Haruka lowers his head, gripping the handle of his coffee cup tighter as Nino’s words swell inside him like something warm and reassuring. Like liquid, pouring throughout and fusing the broken places, filling the empty gaps. Nino leans down, catching his attention. He lifts his brows. “So? Do you?”
“Yes…” Haruka nods. “I do. Someday.”
Nino’s face brightens, shifting into a warm smile that makes his amber eyes sparkle. “Right. Thank you for telling me what you want. For being honest with me. Maybe, when we’re ready, we can ask Doctor Davies about the surrogacy process? He seems like he studies hard about all things vampire culture.”
“The… the process itself is not difficult,” Haruka says. “The true challenge is finding someone who is a compatible surrogate for the requesting couple. In the case of purebred vampires, the pregnancy itself is five months.”
Grinning, Nino brings his coffee cup to his lips. “You know about this already?”
Haruka shrugs. “I read a lot… and as realm leader, I should know about this topic at least somewhat, so that I can offer advice when needed.”
“Well, then I should know more, too,” Nino says. “How would we understand our compatibility with the right female?”
“Through bloodlines. We should not request a surrogate that is ranked well below our bloodline, or whose blood is older than mine—or newer than yours. Ideally, her lineage would fall someplace within the spectrum of ours.”
While Nino nods, Haruka takes a sip of his coffee. It’s room temperature now, which is the worst.
“So with male couples,” Nino begins, “one provides the… seed?”
“Biological sample, yes.” Haruka smiles.
“And the other feeds the female surrogate throughout the pregnancy, right?”
“Yes, but through medical extraction so that the bond remains undamaged.” Haruka leans down to place his coffee cup on the oak table in front of them. “In this way, the genetic makeup of the offspring is richly grounded in the requesting couple’s lineage. That is why the surrogate should be as innocuous as possible. If her bloodline were older than mine, her biology would be dominant over mine within the child. If she were first-gen or second-gen, the child would be imbalanced. It is the same with female couplings. Although while one can serve as carrier to the growing child, the male surrogate sample should still be as benign as possible.”
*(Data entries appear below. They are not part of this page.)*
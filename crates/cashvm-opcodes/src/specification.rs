//! Specification documents governing opcode semantics

use crate::category::{Category, INTROSPECTION_OPCODES, TOKEN_OPCODES};
use serde::Serialize;

/// A reference to an external specification document
#[derive(Debug, Clone, Copy, PartialEq, Eq, Hash, Serialize)]
pub struct Specification {
    /// Short label, e.g. `BigInt CHIP`
    pub label: &'static str,
    /// Document URL
    pub url: &'static str,
}

/// Known specification documents
#[derive(Debug, Clone, Copy, PartialEq, Eq, Hash)]
pub enum SpecDocument {
    /// VM limits (applies to every opcode)
    Limits,
    /// OP_CHECKLOCKTIMEVERIFY
    Bip65,
    /// OP_CHECKSEQUENCEVERIFY
    Bip112,
    /// Native introspection
    Introspection,
    /// OP_MUL and 64-bit integers
    OpMul,
    /// CashTokens
    CashTokens,
    /// Arbitrary-precision arithmetic
    BigInt,
    /// OP_BEGIN / OP_UNTIL
    Loops,
    /// OP_DEFINE / OP_INVOKE
    Functions,
    /// Shifts and OP_INVERT
    Bitwise,
    /// OP_CHECKDATASIG(VERIFY)
    CheckDataSig,
    /// Opcodes re-enabled in May 2018
    OpcodeRestoration,
    /// OP_REVERSEBYTES
    ReverseBytes,
}

impl SpecDocument {
    /// Label and URL of this document
    pub fn specification(self) -> Specification {
        let (label, url) = match self {
            SpecDocument::Limits => ("Limits CHIP", "https://github.com/bitjson/bch-vm-limits"),
            SpecDocument::Bip65 => (
                "BIP 65",
                "https://github.com/bitjson/bips/blob/master/bip-0065.mediawiki",
            ),
            SpecDocument::Bip112 => (
                "BIP 112",
                "https://github.com/bitjson/bips/blob/master/bip-0112.mediawiki",
            ),
            SpecDocument::Introspection => (
                "Introspection CHIP",
                "https://github.com/bitjson/bch-2022/blob/master/CHIP-2021-02-Add-Native-Introspection-Opcodes.md",
            ),
            SpecDocument::OpMul => (
                "OP_MUL CHIP",
                "https://github.com/bitjson/bch-2022/blob/master/CHIP-2021-02-Bigger-Script-Integers.md",
            ),
            SpecDocument::CashTokens => ("CashTokens CHIP", "https://cashtokens.org/docs/spec/chip"),
            SpecDocument::BigInt => ("BigInt CHIP", "https://github.com/bitjson/bch-bigint"),
            SpecDocument::Loops => ("Loops CHIP", "https://github.com/bitjson/bch-loops/"),
            SpecDocument::Functions => ("Functions CHIP", "https://github.com/bitjson/bch-functions/"),
            SpecDocument::Bitwise => ("Bitwise CHIP", "https://github.com/bitjson/bch-bitwise/"),
            SpecDocument::CheckDataSig => (
                "OP_CHECKDATASIG Specification",
                "https://upgradespecs.bitcoincashnode.org/op_checkdatasig/",
            ),
            SpecDocument::OpcodeRestoration => (
                "2018 Opcode Restoration",
                "https://upgradespecs.bitcoincashnode.org/may-2018-reenabled-opcodes/",
            ),
            SpecDocument::ReverseBytes => (
                "OP_REVERSEBYTES Specification",
                "https://upgradespecs.bitcoincashnode.org/2020-05-15-op_reversebytes/",
            ),
        };
        Specification { label, url }
    }

    /// Chronological sort key (year * 10 + ordinal within the year)
    pub fn priority(self) -> u32 {
        match self {
            SpecDocument::Bip65 => 20150,
            SpecDocument::Bip112 => 20160,
            SpecDocument::OpcodeRestoration => 20180,
            SpecDocument::CheckDataSig => 20181,
            SpecDocument::ReverseBytes => 20200,
            SpecDocument::Introspection => 20220,
            SpecDocument::OpMul => 20221,
            SpecDocument::CashTokens => 20230,
            SpecDocument::Limits => 20250,
            SpecDocument::Loops => 20260,
            SpecDocument::Functions => 20261,
            SpecDocument::Bitwise => 20262,
            SpecDocument::BigInt => 20269,
        }
    }
}

const LOOPS_OPCODES: &[&str] = &["OP_BEGIN", "OP_UNTIL"];
const FUNCTIONS_OPCODES: &[&str] = &["OP_DEFINE", "OP_INVOKE"];
const BITWISE_OPCODES: &[&str] = &[
    "OP_LSHIFTNUM",
    "OP_RSHIFTNUM",
    "OP_LSHIFTBIN",
    "OP_RSHIFTBIN",
    "OP_INVERT",
];
const RESTORED_2018: &[&str] = &[
    "OP_CAT",
    "OP_SPLIT",
    "OP_AND",
    "OP_OR",
    "OP_XOR",
    "OP_DIV",
    "OP_MOD",
    "OP_NUM2BIN",
    "OP_BIN2NUM",
    "OP_CHECKDATASIG",
    "OP_CHECKDATASIGVERIFY",
];

/// Documents governing `name`, deduplicated by URL and sorted by
/// priority, then label.
pub fn specifications_for(name: &str, category: Category) -> Vec<Specification> {
    let mut documents = vec![SpecDocument::Limits];
    let mut append = |document: SpecDocument| {
        let url = document.specification().url;
        if !documents.iter().any(|d| d.specification().url == url) {
            documents.push(document);
        }
    };

    if name == "OP_CHECKLOCKTIMEVERIFY" {
        append(SpecDocument::Bip65);
    }
    if name == "OP_CHECKSEQUENCEVERIFY" {
        append(SpecDocument::Bip112);
    }
    if INTROSPECTION_OPCODES.contains(&name) {
        append(SpecDocument::Introspection);
    }
    if TOKEN_OPCODES.contains(&name) {
        append(SpecDocument::CashTokens);
    }
    if category == Category::Arithmetic {
        append(SpecDocument::BigInt);
    }
    if name == "OP_MUL" {
        append(SpecDocument::OpMul);
    }
    if LOOPS_OPCODES.contains(&name) {
        append(SpecDocument::Loops);
    }
    if FUNCTIONS_OPCODES.contains(&name) {
        append(SpecDocument::Functions);
    }
    if BITWISE_OPCODES.contains(&name) {
        append(SpecDocument::Bitwise);
    }
    if name == "OP_REVERSEBYTES" {
        append(SpecDocument::ReverseBytes);
    }
    if name == "OP_CHECKDATASIG" || name == "OP_CHECKDATASIGVERIFY" {
        append(SpecDocument::CheckDataSig);
    }
    // OP_CHECKDATASIG is covered by its own document instead.
    if RESTORED_2018.contains(&name) && name != "OP_CHECKDATASIG" {
        append(SpecDocument::OpcodeRestoration);
    }

    documents.sort_by(|a, b| {
        a.priority()
            .cmp(&b.priority())
            .then_with(|| a.specification().label.cmp(b.specification().label))
    });
    documents.into_iter().map(SpecDocument::specification).collect()
}

#[cfg(test)]
mod tests {
    use super::*;

    fn labels(name: &str, category: Category) -> Vec<&'static str> {
        specifications_for(name, category)
            .into_iter()
            .map(|s| s.label)
            .collect()
    }

    #[test]
    fn test_baseline_only() {
        assert_eq!(labels("OP_DUP", Category::Stack), vec!["Limits CHIP"]);
    }

    #[test]
    fn test_mul_sorted_chronologically() {
        assert_eq!(
            labels("OP_MUL", Category::Arithmetic),
            vec!["OP_MUL CHIP", "Limits CHIP", "BigInt CHIP"]
        );
    }

    #[test]
    fn test_restoration_and_checkdatasig() {
        assert_eq!(
            labels("OP_CHECKDATASIG", Category::Crypto),
            vec!["OP_CHECKDATASIG Specification", "Limits CHIP"]
        );
        assert_eq!(
            labels("OP_CHECKDATASIGVERIFY", Category::Crypto),
            vec![
                "2018 Opcode Restoration",
                "OP_CHECKDATASIG Specification",
                "Limits CHIP"
            ]
        );
        assert_eq!(
            labels("OP_DIV", Category::Arithmetic),
            vec!["2018 Opcode Restoration", "Limits CHIP", "BigInt CHIP"]
        );
    }

    #[test]
    fn test_locktime_documents() {
        assert_eq!(
            labels("OP_CHECKLOCKTIMEVERIFY", Category::Introspection),
            vec!["BIP 65", "Limits CHIP"]
        );
        assert_eq!(
            labels("OP_CHECKSEQUENCEVERIFY", Category::Introspection),
            vec!["BIP 112", "Limits CHIP"]
        );
    }

    #[test]
    fn test_2026_documents() {
        assert_eq!(
            labels("OP_LSHIFTNUM", Category::Arithmetic),
            vec!["Limits CHIP", "Bitwise CHIP", "BigInt CHIP"]
        );
        assert_eq!(
            labels("OP_BEGIN", Category::Control),
            vec!["Limits CHIP", "Loops CHIP"]
        );
        assert_eq!(
            labels("OP_UTXOTOKENAMOUNT", Category::Introspection),
            vec!["CashTokens CHIP", "Limits CHIP"]
        );
    }
}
Nino sits back against the couch and folds his arms. Haruka’s eyes flicker down, taking in the contoured definition in his honeyed bicep. “So we’d need an unbonded purebred female with a semi-old bloodline,” Nino says. “That may not be easy.”
“Finding an organic match is difficult, but not impossible. We have much time, and we… we could repeat the process as often as we wanted, so there’s no rush. Do you truly wish to do this with me? To grow our family someday?”
Nino reaches down and grasps his hand, then looks into his eyes. “I already told you, yes. I want to do everything with you—if you wanted to swim with sharks, I’d probably do that, too.” Nino leans in and places a quick kiss on his mouth, but Haruka blinks, bewildered.
“Th—that won’t be necessary.”
Laughing, Nino stands, grabbing Haruka’s lukewarm coffee cup from his grasp. “I’ll reheat this,” he says, walking toward the kitchen. He looks over his shoulder, grinning. “I think we should start giving each other privacy with our thoughts again. It just feels like the healthy thing to do?”
Haruka slides down into the couch, frowning. “But I enjoy knowing your mind. You are generally easy for me to read and—”
“Boundaries, please. We can do it sometimes, but not always. I can talk now, so back to normal?”
“Fine…” Still slouching, Haruka shifts his face toward the window again, allowing the bright morning light to wash over his skin. The heat of it matches the quiet sensation flooding his heart and body.
For the first time in a very long while, he allows himself to imagine the prospect of a cozy nest humming with small creatures—or at least one? A boy or a girl, maybe with warm, honeyed skin and innocent amber eyes.